Personne ! Tous nous répondons ainsi : ce n’est pas moi, moi je ne suis pas
d’ici, ce sont d’autres, certainement pas moi. Mais Dieu demande à chacun de
nous : « Où est le sang de ton frère qui crie vers moi ? ». Aujourd’hui personne
dans le monde ne se sent responsable de cela ; nous avons perdu le sens de la
responsabilité fraternelle ; nous sommes tombés dans l’attitude hypocrite du
prêtre et du serviteur de l’autel, dont parlait Jésus dans la parabole du Bon
Samaritain : nous regardons le frère à demi mort sur le bord de la route,
peut-être pensons-nous « le pauvre », et continuons notre route, ce n’est pas
notre affaire ; et avec cela nous nous mettons l’âme en paix, nous nous sentons
en règle. La culture du bien-être, qui nous amène à penser à nous-même, nous
rend insensibles aux cris des autres, nous fait vivre dans des bulles de savon,
qui sont belles, mais ne sont rien ; elles sont l’illusion du futile, du
provisoire, illusion qui porte à l’indifférence envers les autres, et même à la
mondialisation de l’indifférence. Dans ce monde de la mondialisation, nous
sommes tombés dans la mondialisation de l’indifférence. Nous sommes habitués à
la souffrance de l’autre, cela ne nous regarde pas, ne nous intéresse pas, ce
n’est pas notre affaire !
Revient la figure de l’Innommé de Manzoni. La mondialisation de l’indifférence
nous rend tous "innommés", responsables sans nom et sans visage.
« Adam où es-tu ? », « Où est ton frère ? », sont les deux questions que
Dieu pose au début de l’histoire de l’humanité et qu’il adresse aussi à tous les
hommes de notre temps, à nous aussi. Mais je voudrais que nous nous posions une
troisième question : « Qui de nous a pleuré pour ce fait et pour les faits comme
celui-ci ? » Qui a pleuré pour la mort de ces frères et sœurs ? Qui a pleuré
pour ces personnes qui étaient sur le bateau ? Pour les jeunes mamans qui
portaient leurs enfants ? Pour ces hommes qui désiraient quelque chose pour
soutenir leurs propres familles ? Nous sommes une société qui a oublié
l’expérience des pleurs, du « souffrir avec » : la mondialisation de
l’indifférence nous a ôté la capacité de pleurer ! Dans l’Évangile nous avons
écouté le cri, les pleurs, la longue plainte : « Rachel pleure ses enfants…

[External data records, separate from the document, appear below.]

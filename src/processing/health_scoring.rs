//! Health Scoring Module
//!
//! Deterministic, threshold-based health score for a single sensor window.
//! Every metric is turned into a deviation from nominal and scored against its
//! warning/critical pair; the score is 100 minus the summed penalties.
//!
//! The same inputs always give the same score, flags and status.

use std::collections::BTreeSet;

use super::dfa::{DfaOutcome, DfaStatus};
use crate::config::defaults::{
    BIAS_WEIGHT, DFA_MIN_R_SQUARED, DFA_WEIGHT, HYSTERESIS_WEIGHT, NOISE_WEIGHT, RED_SCORE_CUTOFF,
    SLOPE_WEIGHT, YELLOW_SCORE_CUTOFF,
};
use crate::config::AnalysisConfig;
use crate::types::{Flag, HealthStatus, Metric, MetricSet};

/// Band a single metric falls in.
#[derive(Debug, Clone, Copy, PartialEq, Eq, PartialOrd, Ord)]
pub enum Severity {
    Nominal,
    Warning,
    Critical,
}

/// Scoring detail for one metric.
#[derive(Debug, Clone, Copy, PartialEq)]
pub struct MetricScore {
    pub metric: Metric,
    /// Distance from nominal (|slope|, |bias|, noise_std, hysteresis, |hurst - 0.5|)
    pub deviation: f64,
    pub warning: f64,
    pub critical: f64,
    /// Maximum penalty
    pub weight: f64,
    pub penalty: f64,
    pub severity: Severity,
    /// False when the metric was excluded from scoring (unreliable DFA)
    pub scored: bool,
}

#[derive(Debug, Clone, PartialEq)]
pub struct HealthAssessment {
    /// 0-100 (100 = perfect health)
    pub health_score: f64,
    pub status: HealthStatus,
    pub flags: BTreeSet<Flag>,
    /// One entry per metric, in diagnosis priority order
    pub scores: Vec<MetricScore>,
}

/// Calculate health score, flags and status for one metric set.
///
/// # Scoring Algorithm
///
/// Each metric contributes a penalty of at most its weight:
/// - 30 Drift (|slope|)
/// - 25 Bias (|bias|)
/// - 20 Noise (residual std)
/// - 15 Long-range correlation (|hurst - 0.5|)
/// - 10 Hysteresis
///
/// The DFA term is only scored when the estimate succeeded with an R² of at
/// least 0.9. A short series adds `INSUFFICIENT_DATA`; a poor fit adds
/// `DFA_UNRELIABLE`.
pub fn assess_health(
    metrics: &MetricSet,
    dfa: &DfaOutcome,
    config: &AnalysisConfig,
) -> HealthAssessment {
    let dfa_scored = dfa.is_reliable(DFA_MIN_R_SQUARED);

    let scores = vec![
        score_metric(
            Metric::Slope,
            metrics.slope.abs(),
            config.slope_warning,
            config.slope_critical,
            SLOPE_WEIGHT,
        ),
        score_metric(
            Metric::Bias,
            metrics.bias.abs(),
            config.bias_warning,
            config.bias_critical,
            BIAS_WEIGHT,
        ),
        score_metric(
            Metric::Noise,
            metrics.noise_std,
            config.noise_warning(),
            config.noise_critical,
            NOISE_WEIGHT,
        ),
        score_metric(
            Metric::Hysteresis,
            metrics.hysteresis,
            config.hysteresis_warning(),
            config.hysteresis_critical,
            HYSTERESIS_WEIGHT,
        ),
        {
            let score = score_metric(
                Metric::Dfa,
                (metrics.hurst - 0.5).abs(),
                config.dfa_warning(),
                config.dfa_critical,
                DFA_WEIGHT,
            );
            if dfa_scored {
                score
            } else {
                MetricScore {
                    penalty: 0.0,
                    severity: Severity::Nominal,
                    scored: false,
                    ..score
                }
            }
        },
    ];

    let mut flags = BTreeSet::new();
    for score in &scores {
        match score.severity {
            Severity::Critical => {
                flags.insert(Flag::Critical(score.metric));
            }
            Severity::Warning => {
                flags.insert(Flag::Warning(score.metric));
            }
            Severity::Nominal => {}
        }
    }
    match dfa.status {
        DfaStatus::TooShort => {
            flags.insert(Flag::InsufficientData);
        }
        DfaStatus::Estimated if !dfa_scored => {
            flags.insert(Flag::DfaUnreliable);
        }
        _ => {}
    }

    let total_penalty: f64 = scores.iter().map(|s| s.penalty).sum();
    let health_score = (100.0 - total_penalty).clamp(0.0, 100.0);
    let status = status_from(health_score, &flags);

    tracing::debug!(
        health_score,
        status = %status,
        flags = flags.len(),
        "Health assessed"
    );

    HealthAssessment {
        health_score,
        status,
        flags,
        scores,
    }
}

/// Three-band status from score and flags.
///
/// - Red: any `_CRITICAL` flag, or score < 50
/// - Yellow: any `_WARNING` flag, or score < 80
/// - Green: otherwise
pub fn status_from(health_score: f64, flags: &BTreeSet<Flag>) -> HealthStatus {
    if flags.iter().any(Flag::is_critical) || health_score < RED_SCORE_CUTOFF {
        HealthStatus::Red
    } else if flags.iter().any(Flag::is_warning) || health_score < YELLOW_SCORE_CUTOFF {
        HealthStatus::Yellow
    } else {
        HealthStatus::Green
    }
}

fn score_metric(metric: Metric, deviation: f64, warning: f64, critical: f64, weight: f64) -> MetricScore {
    let severity = if deviation >= critical {
        Severity::Critical
    } else if deviation >= warning {
        Severity::Warning
    } else {
        Severity::Nominal
    };
    MetricScore {
        metric,
        deviation,
        warning,
        critical,
        weight,
        penalty: penalty(deviation, warning, critical, weight),
        severity,
        scored: true,
    }
}

/// Piecewise penalty for one deviation.
///
/// Bands:
/// - below warning → 0
/// - warning to critical → linear ramp 0 to `weight`
/// - at or above critical → `weight`
fn penalty(deviation: f64, warning: f64, critical: f64, weight: f64) -> f64 {
    if deviation >= critical {
        weight
    } else if deviation < warning {
        0.0
    } else {
        // critical > warning here, so the ramp is well defined
        weight * (deviation - warning) / (critical - warning)
    }
}

#[cfg(test)]
mod tests {
    use super::*;

    fn assess(metrics: &MetricSet, status: DfaStatus, config: &AnalysisConfig) -> HealthAssessment {
        let dfa = DfaOutcome {
            hurst: metrics.hurst,
            alpha: metrics.hurst,
            r_squared: metrics.hurst_r2,
            scales: Vec::new(),
            fluctuations: Vec::new(),
            status,
        };
        assess_health(metrics, &dfa, config)
    }

    fn nominal_metrics() -> MetricSet {
        MetricSet {
            bias: 0.0,
            slope: 0.0,
            noise_std: 0.1,
            snr_db: 40.0,
            hysteresis: 0.01,
            hurst: 0.5,
            hurst_r2: 0.99,
        }
    }

    #[test]
    fn test_penalty_bands() {
        assert_eq!(penalty(0.0, 1.0, 2.0, 25.0), 0.0);
        assert_eq!(penalty(0.999, 1.0, 2.0, 25.0), 0.0);
        assert_eq!(penalty(1.0, 1.0, 2.0, 25.0), 0.0);
        assert!((penalty(1.5, 1.0, 2.0, 25.0) - 12.5).abs() < 1e-12);
        assert_eq!(penalty(2.0, 1.0, 2.0, 25.0), 25.0);
        assert_eq!(penalty(50.0, 1.0, 2.0, 25.0), 25.0);
        // Equal thresholds jump straight to the plateau
        assert_eq!(penalty(1.0, 1.0, 1.0, 10.0), 10.0);
    }

    #[test]
    fn test_perfect_metrics_score_100_green() {
        let assessment = assess(&nominal_metrics(), DfaStatus::Estimated, &AnalysisConfig::default());
        assert_eq!(assessment.health_score, 100.0);
        assert_eq!(assessment.status, HealthStatus::Green);
        assert!(assessment.flags.is_empty());
        assert_eq!(assessment.scores.len(), 5);
    }

    #[test]
    fn test_score_monotonic_in_each_metric() {
        let config = AnalysisConfig::default();
        let setters: [fn(&mut MetricSet, f64); 5] = [
            |m, x| m.slope = x * 0.15,
            |m, x| m.bias = -x * 3.0,
            |m, x| m.noise_std = x * 2.0,
            |m, x| m.hysteresis = x * 0.8,
            |m, x| m.hurst = 0.5 + x * 0.45,
        ];
        for (i, set) in setters.iter().enumerate() {
            let mut previous = f64::INFINITY;
            for step in 0..=40 {
                let mut metrics = nominal_metrics();
                set(&mut metrics, f64::from(step) / 40.0);
                let score = assess(&metrics, DfaStatus::Estimated, &config).health_score;
                assert!(score <= previous, "metric {i} step {step}: {score} > {previous}");
                previous = score;
            }
            assert!(previous < 100.0, "metric {i} never penalised");
        }
    }

    #[test]
    fn test_any_critical_forces_red() {
        let config = AnalysisConfig::default();
        let cases: [fn(&mut MetricSet); 5] = [
            |m| m.slope = 0.1,
            |m| m.bias = 2.0,
            |m| m.noise_std = 1.5,
            |m| m.hysteresis = 0.5,
            |m| m.hurst = 0.85,
        ];
        for (i, apply) in cases.iter().enumerate() {
            let mut metrics = nominal_metrics();
            apply(&mut metrics);
            let assessment = assess(&metrics, DfaStatus::Estimated, &config);
            assert!(assessment.health_score >= 70.0, "case {i}: one metric costs at most 30");
            assert_eq!(assessment.status, HealthStatus::Red, "case {i}");
            assert!(assessment.flags.iter().any(Flag::is_critical), "case {i}");
        }
    }

    #[test]
    fn test_warning_band_sets_yellow() {
        let mut metrics = nominal_metrics();
        metrics.slope = 0.06;
        let assessment = assess(&metrics, DfaStatus::Estimated, &AnalysisConfig::default());
        assert!(assessment.flags.contains(&Flag::Warning(Metric::Slope)));
        assert_eq!(assessment.status, HealthStatus::Yellow);
        assert!((assessment.health_score - 94.0).abs() < 1e-9, "Score: {}", assessment.health_score);
    }

    #[test]
    fn test_unreliable_dfa_is_not_scored() {
        let mut metrics = nominal_metrics();
        metrics.hurst = 0.95;
        metrics.hurst_r2 = 0.5;
        let assessment = assess(&metrics, DfaStatus::Estimated, &AnalysisConfig::default());
        assert_eq!(assessment.health_score, 100.0);
        assert!(assessment.flags.contains(&Flag::DfaUnreliable));
        assert!(!assessment.flags.contains(&Flag::Critical(Metric::Dfa)));
        assert_eq!(assessment.status, HealthStatus::Green);
    }

    #[test]
    fn test_dfa_scored_only_for_reliable_outcome() {
        let mut metrics = nominal_metrics();
        metrics.hurst = 0.95;
        let config = AnalysisConfig::default();

        let estimated = assess(&metrics, DfaStatus::Estimated, &config);
        assert!(estimated.flags.contains(&Flag::Critical(Metric::Dfa)));
        assert_eq!(estimated.health_score, 85.0);

        // A good fit from a fallback outcome must not be scored
        for status in [DfaStatus::TooShort, DfaStatus::Degenerate] {
            let fallback = assess(&metrics, status, &config);
            assert_eq!(fallback.health_score, 100.0, "{status:?}");
            assert!(!fallback.flags.contains(&Flag::Critical(Metric::Dfa)), "{status:?}");
            assert!(!fallback.scores[4].scored, "{status:?}");
        }
    }

    #[test]
    fn test_short_series_flags_insufficient_data() {
        let mut metrics = nominal_metrics();
        metrics.hurst_r2 = 0.0;
        let assessment = assess(&metrics, DfaStatus::TooShort, &AnalysisConfig::default());
        assert!(assessment.flags.contains(&Flag::InsufficientData));
        assert_eq!(assessment.status, HealthStatus::Green);

        let degenerate = assess(&metrics, DfaStatus::Degenerate, &AnalysisConfig::default());
        assert!(degenerate.flags.is_empty());
    }

    #[test]
    fn test_status_from_score_cutoffs() {
        let none = BTreeSet::new();
        assert_eq!(status_from(100.0, &none), HealthStatus::Green);
        assert_eq!(status_from(80.0, &none), HealthStatus::Green);
        assert_eq!(status_from(79.9, &none), HealthStatus::Yellow);
        assert_eq!(status_from(50.0, &none), HealthStatus::Yellow);
        assert_eq!(status_from(49.9, &none), HealthStatus::Red);

        let mut info_only = BTreeSet::new();
        info_only.insert(Flag::DfaUnreliable);
        assert_eq!(status_from(95.0, &info_only), HealthStatus::Green);
    }
}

parce qu’ils ne sont plus ». Hérode a semé la mort pour défendre son propre
bien-être, sa propre bulle de savon. Et cela continue de se répéter… Demandons au
Seigneur d’effacer ce qui d’Hérode est resté également dans notre cœur ;
demandons au Seigneur la grâce de pleurer sur notre indifférence, de pleurer sur
la cruauté qui est dans le monde, en nous, aussi en ceux qui dans l’anonymat
prennent les décisions socio-économiques qui ouvrent la voie à des drames comme
celui-ci. « Qui a pleuré ? » Qui a pleuré aujourd’hui dans le monde ?
Seigneur, en cette Liturgie, qui est une Liturgie de pénitence, nous
demandons pardon pour l’indifférence envers beaucoup de frères et sœurs ; Père,
nous te demandons pardon pour celui qui s’est accommodé et s’est enfermé dans
son propre bien-être qui porte à l’anesthésie du cœur, nous te demandons pardon
pour ceux qui par leurs décisions au niveau mondial ont créé des situations qui
conduisent à ces drames. Pardon Seigneur !
Seigneur, que nous entendions aujourd’hui aussi tes questions : « Adam où
es-tu ? », « Où est le sang de ton frère ? ».